For the next 20 years, Susan decided to find the answer herself, wanting to know why the most perfect person in the family wanted to modify her body, and why no one told her mother about her life in Vietnam. Star.
Another answer she wants to know is why the doctor who killed her mother is still practicing and continues to target the Vietnamese community. Through much pain, many difficulties, and even through spiritual problems, she discovered many things about her mother, herself, and the ideal beauty that almost no one else has.
That is the content of “The Manicurist’s Daughter” that Ms. Susan Lieu wants to present to readers in Little Saigon, Orange County.
The book launch is a conversation between the author and the host, Ms. Elizabeth Ai, director and producer of the documentary “NEW WAVE,” about Vietnamese American culture in the 1980s. , as well as dialogue with attendees.
She opened the conversation by recounting her mother’s death when she was 11 years old in 1996, and how she passed away at only 38 years old after losing oxygen in her brain two hours after being in the operating room, then was in a coma for five days and then passed away. She said she later learned that the doctor who operated on her mother at that time had his license suspended, did not have medical malpractice insurance, was sued 19 times, but still advertised in the Vietnamese community in the San Bay area. Francisco.
For 20 years, her family never mentioned her mother, although she was always considered the North Star of the family. That made her want to face many taboos in her family, as well as in the Vietnamese community, and think that her mother really was no longer in this world if no one mentioned her.
She said she had to find every way to overcome the pain, even joining a Korean yoga sect, then decided to face her past with the one-man show “140 LBS: How Beauty Killed My Mother” to tell the family’s story, then learned that the thousands of viewers who came to watch all had pain they hid in their hearts.

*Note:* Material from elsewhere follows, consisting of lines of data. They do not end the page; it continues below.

use std::path::PathBuf;
use thiserror::Error;

/// Failures local to a single evidence item.
///
/// Nothing here is process-fatal: a batch logs the error for the item and
/// moves on. An evidence span that cannot be located is not an error at all,
/// see [`crate::pipeline::HighlightOutcome::NoMatch`].
#[derive(Error, Debug)]
pub enum HighlightError {
    #[error("Failed to open PDF {path}: {reason}")]
    DocumentOpen { path: PathBuf, reason: String },

    #[error("Page {page} is out of range (document has {page_count} pages)")]
    PageOutOfRange { page: usize, page_count: usize },

    #[error("Failed to read text on page {page}: {reason}")]
    TextExtraction { page: usize, reason: String },

    #[error("Failed to persist {path}: {reason}")]
    Persist { path: PathBuf, reason: String },

    #[error("Invalid configuration: {0}")]
    InvalidConfig(String),

    #[error("Could not parse model response: {0}")]
    ResponseParse(String),
}

impl HighlightError {
    pub(crate) fn open(path: impl Into<PathBuf>, reason: impl ToString) -> Self {
        Self::DocumentOpen {
            path: path.into(),
            reason: reason.to_string(),
        }
    }

    pub(crate) fn persist(path: impl Into<PathBuf>, reason: impl ToString) -> Self {
        Self::Persist {
            path: path.into(),
            reason: reason.to_string(),
        }
    }
}

pub type Result<T> = std::result::Result<T, HighlightError>;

Author Susan Lieu also talked about many arguments with her family over the past 20 years about her mother’s death, recounting how she tried to please her family through education because she graduated from two prestigious universities, Harvard University and Yale. University. She also talked about the unbelievable things that happened on the wedding day, from the unpredictable weather changes to spiritual events in the family such as fortune-telling and séances.
She said she gave birth on March 30, 2020, when the United States was shutting down everything because of the COVID-19 pandemic, and could no longer make money by acting, but then luckily got a book contract. and in recent years, she has put a lot of effort into writing “The Manicurist’s Daughter.”
In addition to finding answers for herself, Susan said this book is also a way to heal generations, sharing many stories with each other to help the next generation have a better life.